** Opening RECORDS FOR PROCESSING block **

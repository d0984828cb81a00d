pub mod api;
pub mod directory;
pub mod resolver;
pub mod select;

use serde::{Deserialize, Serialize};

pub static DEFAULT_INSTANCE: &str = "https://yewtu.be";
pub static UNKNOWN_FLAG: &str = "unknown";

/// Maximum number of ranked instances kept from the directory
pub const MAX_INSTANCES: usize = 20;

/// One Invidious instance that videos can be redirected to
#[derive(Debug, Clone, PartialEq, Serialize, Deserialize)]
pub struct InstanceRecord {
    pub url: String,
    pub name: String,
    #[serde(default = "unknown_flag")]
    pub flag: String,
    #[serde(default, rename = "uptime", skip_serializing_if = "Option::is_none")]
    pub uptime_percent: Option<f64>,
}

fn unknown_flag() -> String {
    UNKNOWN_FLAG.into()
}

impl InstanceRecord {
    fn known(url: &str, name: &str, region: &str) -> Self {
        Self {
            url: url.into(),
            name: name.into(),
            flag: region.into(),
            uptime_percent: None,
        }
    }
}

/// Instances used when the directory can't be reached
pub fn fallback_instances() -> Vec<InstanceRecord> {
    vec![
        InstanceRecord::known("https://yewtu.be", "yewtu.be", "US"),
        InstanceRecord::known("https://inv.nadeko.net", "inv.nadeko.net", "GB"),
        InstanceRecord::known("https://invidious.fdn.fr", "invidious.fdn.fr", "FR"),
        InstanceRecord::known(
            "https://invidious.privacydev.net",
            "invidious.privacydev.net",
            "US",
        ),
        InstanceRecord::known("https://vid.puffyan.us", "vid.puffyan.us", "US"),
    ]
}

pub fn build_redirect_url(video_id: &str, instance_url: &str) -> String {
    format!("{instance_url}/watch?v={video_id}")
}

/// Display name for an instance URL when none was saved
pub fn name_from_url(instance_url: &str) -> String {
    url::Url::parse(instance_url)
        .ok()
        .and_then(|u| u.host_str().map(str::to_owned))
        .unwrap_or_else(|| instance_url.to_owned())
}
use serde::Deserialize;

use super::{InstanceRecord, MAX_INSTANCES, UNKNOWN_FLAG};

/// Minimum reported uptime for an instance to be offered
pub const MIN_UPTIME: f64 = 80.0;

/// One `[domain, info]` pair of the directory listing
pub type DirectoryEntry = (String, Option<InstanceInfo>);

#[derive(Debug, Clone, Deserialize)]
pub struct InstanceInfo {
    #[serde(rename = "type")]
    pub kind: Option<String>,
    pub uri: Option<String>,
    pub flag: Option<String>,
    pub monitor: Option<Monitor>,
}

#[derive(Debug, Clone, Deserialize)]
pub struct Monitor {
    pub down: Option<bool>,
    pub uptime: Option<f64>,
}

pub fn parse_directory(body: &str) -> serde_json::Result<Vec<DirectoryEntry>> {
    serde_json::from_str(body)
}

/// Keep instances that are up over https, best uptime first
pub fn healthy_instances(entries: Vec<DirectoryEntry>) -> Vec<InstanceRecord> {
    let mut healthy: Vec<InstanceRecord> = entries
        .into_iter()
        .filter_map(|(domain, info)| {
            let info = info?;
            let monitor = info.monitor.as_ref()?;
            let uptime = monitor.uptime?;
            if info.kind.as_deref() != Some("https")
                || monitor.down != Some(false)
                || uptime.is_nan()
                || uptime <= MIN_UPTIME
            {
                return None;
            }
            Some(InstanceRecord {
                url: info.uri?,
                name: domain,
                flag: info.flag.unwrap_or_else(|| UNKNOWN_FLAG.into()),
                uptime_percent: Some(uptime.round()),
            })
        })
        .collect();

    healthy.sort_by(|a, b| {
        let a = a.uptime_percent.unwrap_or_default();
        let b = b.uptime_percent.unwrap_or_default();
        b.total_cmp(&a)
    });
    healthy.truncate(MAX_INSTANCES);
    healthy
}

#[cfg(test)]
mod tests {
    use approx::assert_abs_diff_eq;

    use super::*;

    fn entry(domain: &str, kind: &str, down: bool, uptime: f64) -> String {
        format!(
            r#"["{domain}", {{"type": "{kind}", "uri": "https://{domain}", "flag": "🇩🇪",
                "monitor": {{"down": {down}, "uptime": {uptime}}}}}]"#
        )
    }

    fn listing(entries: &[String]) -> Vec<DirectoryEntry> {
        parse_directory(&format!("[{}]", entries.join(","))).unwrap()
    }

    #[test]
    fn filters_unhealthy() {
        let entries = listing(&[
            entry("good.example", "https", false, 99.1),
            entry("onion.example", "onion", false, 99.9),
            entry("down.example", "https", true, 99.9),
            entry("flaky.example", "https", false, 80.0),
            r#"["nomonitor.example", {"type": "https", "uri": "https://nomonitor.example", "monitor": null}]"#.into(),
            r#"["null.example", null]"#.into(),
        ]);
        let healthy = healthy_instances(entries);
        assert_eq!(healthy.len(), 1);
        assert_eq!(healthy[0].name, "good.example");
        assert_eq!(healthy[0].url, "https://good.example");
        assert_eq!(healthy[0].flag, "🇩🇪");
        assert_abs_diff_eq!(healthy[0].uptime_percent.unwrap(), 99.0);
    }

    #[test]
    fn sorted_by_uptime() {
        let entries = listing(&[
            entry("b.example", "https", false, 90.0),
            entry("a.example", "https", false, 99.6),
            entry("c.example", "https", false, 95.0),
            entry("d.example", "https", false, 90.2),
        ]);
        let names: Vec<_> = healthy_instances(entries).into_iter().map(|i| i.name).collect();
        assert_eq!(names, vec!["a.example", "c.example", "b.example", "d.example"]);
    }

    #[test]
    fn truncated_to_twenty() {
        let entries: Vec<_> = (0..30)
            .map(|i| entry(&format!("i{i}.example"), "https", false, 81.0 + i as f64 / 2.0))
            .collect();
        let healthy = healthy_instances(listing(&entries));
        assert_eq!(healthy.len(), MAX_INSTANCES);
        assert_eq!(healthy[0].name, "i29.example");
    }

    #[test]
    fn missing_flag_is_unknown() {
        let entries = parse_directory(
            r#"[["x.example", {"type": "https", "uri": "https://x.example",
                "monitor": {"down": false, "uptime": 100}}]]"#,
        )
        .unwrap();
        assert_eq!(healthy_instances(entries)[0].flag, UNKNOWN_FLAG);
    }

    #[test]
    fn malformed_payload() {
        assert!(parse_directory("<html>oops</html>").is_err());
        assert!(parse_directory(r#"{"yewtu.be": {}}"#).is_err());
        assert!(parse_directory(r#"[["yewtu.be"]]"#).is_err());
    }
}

** Closing RECORDS FOR PROCESSING block **

▶ **TASK DIRECTIONS**:
With "collect" as the word to match, copy each line of the records that has it.

▶ **FINISHED EXERCISE**:
        .collect();
        let names: Vec<_> = healthy_instances(entries).into_iter().map(|i| i.name).collect();
            .collect();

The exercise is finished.